The performance was excellent considering the simplicity of the implementation. The number of polygons and draw calls now only depends on the number of simultaneously rendered layers, not the size of the world itself. Since tiles were no longer made of individual polygons, they can’t be culled using frustum culling, but that doesn’t matter since fragments outside the screen are generally speaking not rendered at all. A neat side effect of the approach was that the camera can be switched from orthographic to perspective to view the world in almost good-looking pseudo-3D.

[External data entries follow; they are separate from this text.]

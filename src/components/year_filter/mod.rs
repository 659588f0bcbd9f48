// Copyright (C) 2026  Caprica Software Limited
//
// This program is free software: you can redistribute it and/or modify
// it under the terms of the GNU General Public License as published by
// the Free Software Foundation, either version 3 of the License, or
// (at your option) any later version.
//
// This program is distributed in the hope that it will be useful,
// but WITHOUT ANY WARRANTY; without even the implied warranty of
// MERCHANTABILITY or FITNESS FOR A PARTICULAR PURPOSE.  See the
// GNU General Public License for more details.
//
// You should have received a copy of the GNU General Public License
// along with this program.  If not, see <https://www.gnu.org/licenses/>.

//! Year selector for the list view.
//!
//! Holds the options derived from the catalog and cycles through them. The
//! selected value itself lives in the view state.

mod render;

use crate::model::{MovieRecord, YearFilter, filter::derive_year_options};

pub(crate) struct YearSelector {
    options: Vec<YearFilter>,
}

impl YearSelector {
    pub(crate) fn new() -> Self {
        Self {
            options: vec![YearFilter::NoFilter],
        }
    }

    pub(crate) fn options(&self) -> &[YearFilter] {
        &self.options
    }

    /// Re-derives the options from the catalog.
    ///
    /// Returns the filter to keep: `current` if it is still offered,
    /// otherwise "no filter".
    pub(crate) fn refresh(&mut self, records: &[MovieRecord], current: &YearFilter) -> YearFilter {
        self.options = derive_year_options(records);

        if self.options.contains(current) {
            current.clone()
        } else {
            YearFilter::NoFilter
        }
    }

    pub(crate) fn next_after(&self, current: &YearFilter) -> YearFilter {
        let len = self.options.len();
        let next = match self.position(current) {
            Some(i) => (i + 1) % len,
            None => 0,
        };
        self.options[next].clone()
    }

    pub(crate) fn previous_before(&self, current: &YearFilter) -> YearFilter {
        let len = self.options.len();
        let previous = match self.position(current) {
            Some(0) | None => len - 1,
            Some(i) => i - 1,
        };
        self.options[previous].clone()
    }

    fn position(&self, current: &YearFilter) -> Option<usize> {
        self.options.iter().position(|o| o == current)
    }
}

#[cfg(test)]
mod tests {
    use super::*;

    fn selector() -> YearSelector {
        let mut selector = YearSelector::new();
        selector.refresh(
            &[
                MovieRecord::new("Alpha", "", 2020, ""),
                MovieRecord::new("Beta", "", 2021, ""),
                MovieRecord::new("Gamma", "", 2020, ""),
            ],
            &YearFilter::NoFilter,
        );
        selector
    }

    #[test]
    fn options_follow_catalog() {
        assert_eq!(
            selector().options(),
            &[
                YearFilter::NoFilter,
                YearFilter::Year(2021),
                YearFilter::Year(2020)
            ]
        );
    }

    #[test]
    fn cycling_wraps_around() {
        let selector = selector();
        assert_eq!(selector.next_after(&YearFilter::NoFilter), YearFilter::Year(2021));
        assert_eq!(selector.next_after(&YearFilter::Year(2020)), YearFilter::NoFilter);
        assert_eq!(selector.previous_before(&YearFilter::NoFilter), YearFilter::Year(2020));
        assert_eq!(
            selector.previous_before(&YearFilter::Year(2020)),
            YearFilter::Year(2021)
        );
    }

    #[test]
    fn unknown_selection_restarts_cycle() {
        let selector = selector();
        let unknown = YearFilter::Unparseable("abc".to_string());
        assert_eq!(selector.next_after(&unknown), YearFilter::NoFilter);
    }

    #[test]
    fn refresh_drops_vanished_year() {
        let mut selector = selector();
        let kept = selector.refresh(&[MovieRecord::new("Beta", "", 2021, "")], &YearFilter::Year(2021));
        assert_eq!(kept, YearFilter::Year(2021));

        let dropped = selector.refresh(&[], &YearFilter::Year(2021));
        assert_eq!(dropped, YearFilter::NoFilter);
    }
}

Accidental Minecraft knockoff

There is still room for further improvement.

What the solution gains in performance is lost in flexibility. None of these things is a deal breaker for my game, but using this approach in its simplest form is not suitable for all games.

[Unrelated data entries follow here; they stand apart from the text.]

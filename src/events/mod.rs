// Copyright (C) 2026  Caprica Software Limited
//
// This program is free software: you can redistribute it and/or modify
// it under the terms of the GNU General Public License as published by
// the Free Software Foundation, either version 3 of the License, or
// (at your option) any later version.
//
// This program is distributed in the hope that it will be useful,
// but WITHOUT ANY WARRANTY; without even the implied warranty of
// MERCHANTABILITY or FITNESS FOR A PARTICULAR PURPOSE.  See the
// GNU General Public License for more details.
//
// You should have received a copy of the GNU General Public License
// along with this program.  If not, see <https://www.gnu.org/licenses/>.

//! Application logic and event handling.
//!
//! This module acts as the central hub for the "Controller" logic of the
//! application. Every state change, whether triggered by a key, a command,
//! a finished background task or the periodic tick, arrives here as an
//! [`AppEvent`] and is applied on the main thread, one event at a time.
//!
//! # Organization
//!
//! * [`key_handlers`]: Routes raw key events to the command line, the
//!   active component, or global bindings.
//! * [`handlers`]: One handler per event, applying it to the [`App`].

mod handlers;
mod key_handlers;

use std::io::Stdout;

use anyhow::Result;
use crossterm::event::KeyEvent;
use ratatui::{Terminal, prelude::CrosstermBackend};

use crate::{
    App,
    model::{MovieDraft, MovieRecord, YearFilter, toast::ToastKind},
    render::draw,
};

use handlers::*;
use key_handlers::process_key_event;

#[derive(Debug)]
pub(crate) enum AppEvent {
    Key(KeyEvent),

    CatalogLoaded(Vec<MovieRecord>),
    CatalogSaved(usize),
    ReloadCatalog,

    Navigate(String),

    SearchChanged(String),
    SetYearFilter(YearFilter),
    GotoPage(usize),

    AddMovie(MovieDraft),

    ShowToast(ToastKind, String),

    Tick,

    ExitApplication,

    Error(String),
}

/// Runs the main application loop, handling events and rendering the UI in the
/// terminal.
///
/// This function loops until a quit event is received or the event channel
/// is closed.
pub(crate) fn process_events(
    terminal: &mut Terminal<CrosstermBackend<Stdout>>,
    app: &mut App,
) -> Result<()> {
    terminal.draw(|f| draw(f, app))?;

    while let Ok(event) = app.event_rx.recv() {
        if matches!(event, AppEvent::ExitApplication) {
            break;
        }

        handle_event(app, event)?;

        terminal.draw(|f| draw(f, app))?;
    }
    Ok(())
}

/// Applies a single event to the application state.
pub(crate) fn handle_event(app: &mut App, event: AppEvent) -> Result<()> {
    match event {
        AppEvent::Key(key) => process_key_event(app, key)?,
        AppEvent::CatalogLoaded(records) => handle_catalog_loaded(app, records),
        AppEvent::CatalogSaved(count) => handle_catalog_saved(count),
        AppEvent::ReloadCatalog => handle_reload_catalog(app)?,
        AppEvent::Navigate(fragment) => handle_navigate(app, &fragment),
        AppEvent::SearchChanged(term) => handle_search_changed(app, &term),
        AppEvent::SetYearFilter(year) => handle_set_year_filter(app, year),
        AppEvent::GotoPage(page) => handle_goto_page(app, page),
        AppEvent::AddMovie(draft) => handle_add_movie(app, draft)?,
        AppEvent::ShowToast(kind, message) => handle_show_toast(app, kind, message),
        AppEvent::Error(message) => handle_error(app, message),
        AppEvent::Tick => handle_tick(app),
        AppEvent::ExitApplication => {}
    }

    Ok(())
}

The overdraw is still present, because for some reason Unity renders the layers from back to front. This is probably something that could be fixed given enough time, but it’s hard to pinpoint the exact reason why this happens. I’m using the 2D variant of the Universal Rendering Pipeline, which at least at the time (early 2020) seemed kind of unfinished.

There is also some memory overhead, which doesn’t really matter in smaller worlds but becomes more impactful with more Z layers. Like before, each Z level has two (custom) tilemap renderers: one for the floor layer, and one for the wall layer. Each renderer has the aforementioned tilemap texture, while the atlas is shared across all instances. Because of the way Unity’s Texture2D works, textures created at runtime are always kept in main memory and therefore consume both RAM and VRAM. An individual tilemap texture doesn’t need much memory, but the consumption increases linearly with more layers. Each layer’s buffers remain allocated and are kept up to date even when the layer is not visible.

Disunification

After more or less finishing the new renderer I worked on the game for one more week, and then mostly forgot it for almost a year. There was no single reason for abandoning it. Maybe I felt a bit burnt out after working on it actively for a few weeks. I returned briefly in October to update it to the latest Unity release, but didn’t implement any new features.

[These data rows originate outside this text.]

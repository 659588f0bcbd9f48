// Copyright (C) 2026  Caprica Software Limited
//
// This program is free software: you can redistribute it and/or modify
// it under the terms of the GNU General Public License as published by
// the Free Software Foundation, either version 3 of the License, or
// (at your option) any later version.
//
// This program is distributed in the hope that it will be useful,
// but WITHOUT ANY WARRANTY; without even the implied warranty of
// MERCHANTABILITY or FITNESS FOR A PARTICULAR PURPOSE.  See the
// GNU General Public License for more details.
//
// You should have received a copy of the GNU General Public License
// along with this program.  If not, see <https://www.gnu.org/licenses/>.

//! UI rendering logic for the add-movie form.

use ratatui::{
    Frame,
    layout::{Constraint, Direction, Layout, Rect},
    style::Style,
    widgets::{Block, Borders, Padding, Paragraph},
};

use crate::{
    components::{AddForm, add_form::FormField},
    render::Render,
    theme::Theme,
};

const FIELD_HEIGHT: u16 = 3;
const FORM_WIDTH: u16 = 72;

impl Render for AddForm {
    fn draw(&mut self, f: &mut Frame, area: Rect, theme: &Theme) {
        let outer = Block::default()
            .title(" Add movie  (Tab: next field, Enter: save, Esc: cancel) ")
            .borders(Borders::ALL)
            .border_style(Style::default().fg(theme.accent_colour))
            .padding(Padding::uniform(1));

        let width = area.width.min(FORM_WIDTH);
        let height = (FIELD_HEIGHT * FormField::ALL.len() as u16 + 4).min(area.height);
        let form_area = Rect {
            x: area.x + (area.width - width) / 2,
            y: area.y + (area.height - height) / 2,
            width,
            height,
        };

        let inner = outer.inner(form_area);
        f.render_widget(outer, form_area);

        let rows = Layout::default()
            .direction(Direction::Vertical)
            .constraints(FormField::ALL.map(|_| Constraint::Length(FIELD_HEIGHT)))
            .split(inner);

        for (field, row) in FormField::ALL.iter().zip(rows.iter()) {
            let focused = *field == self.focused();
            let border_colour = if focused {
                theme.accent_colour
            } else {
                theme.border_colour
            };

            let block = Block::default()
                .title(format!(" {} ", field.label()))
                .borders(Borders::ALL)
                .border_style(Style::default().fg(border_colour));

            let input = self.input(*field);
            let field_inner = block.inner(*row);
            let scroll = input.visual_scroll(field_inner.width.max(1) as usize);

            let paragraph = Paragraph::new(input.value())
                .style(Style::default().fg(theme.text_colour))
                .scroll((0, scroll as u16))
                .block(block);
            f.render_widget(paragraph, *row);

            if focused && field_inner.height > 0 {
                let cursor = input.visual_cursor().max(scroll) - scroll;
                f.set_cursor_position((field_inner.x + cursor as u16, field_inner.y));
            }
        }
    }
}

Then in February 2021 to pass the time during the third wave of COVID19 I got back into the project.

commit 6320a0fb91368d6947482d398549e0fdff5ed060
Author: Paavo Huhtala
Date:   Sat Feb 6 19:06:02 2021 +0200

    Initial renderer & ECS architecture

But instead of continuing the previous Unity-based prototype, I restarted from scratch. I had come to the conclusion that for a project like this Unity had very few benefits over writing a custom engine. In addition to implementing my own tilemap renderer:

So I was mostly using Unity as a needlessly heavyweight platform abstraction.

Rewriting it in Rust

The new iteration of the game is written in Rust, and it uses Specs ECS for game logic, SDL2 for window creation and event handling, and Luminance + GLSL for rendering. There are quite a few interesting things to tell about the new engine (such as the completely custom ECS-based UI system, featuring a Flexbox-esque layout algorithm), but I’ll save those for later. We’ll focus on rendering and related systems for now.

Rendering is based on Luminance, which is a relatively low-level graphics abstraction library. It manages OpenGL pipeline state to make it more memory safe and easier to use, and not much else. It does also support WebGL, but I’m only using it with OpenGL 3.3 at the moment. While that’s an ancient version of OpenGL (or practically bleeding edge in the Apple ecosystem), it has so far supported everything I need. Shaders are written in plain old GLSL. I implemented a simple shader hot reloading system using the notify crate. This has really paid off when developing new shaders; hacking on graphics code is now much faster than before.

The new tilemap renderer

The new tilemap renderer is based around the same core ideas as the Shader Graph version, but there are also some more fundamental changes.

Voxel storage

The world data format has maybe changed the least, but it has important consequences for the rest of the system. I’m using a flat array for storing voxels as before, but this time everything is in one array instead of having a separate buffer for each layer. Each voxel — like before — consists of two 16-bit numbers: the floor tile index, and the wall tile index.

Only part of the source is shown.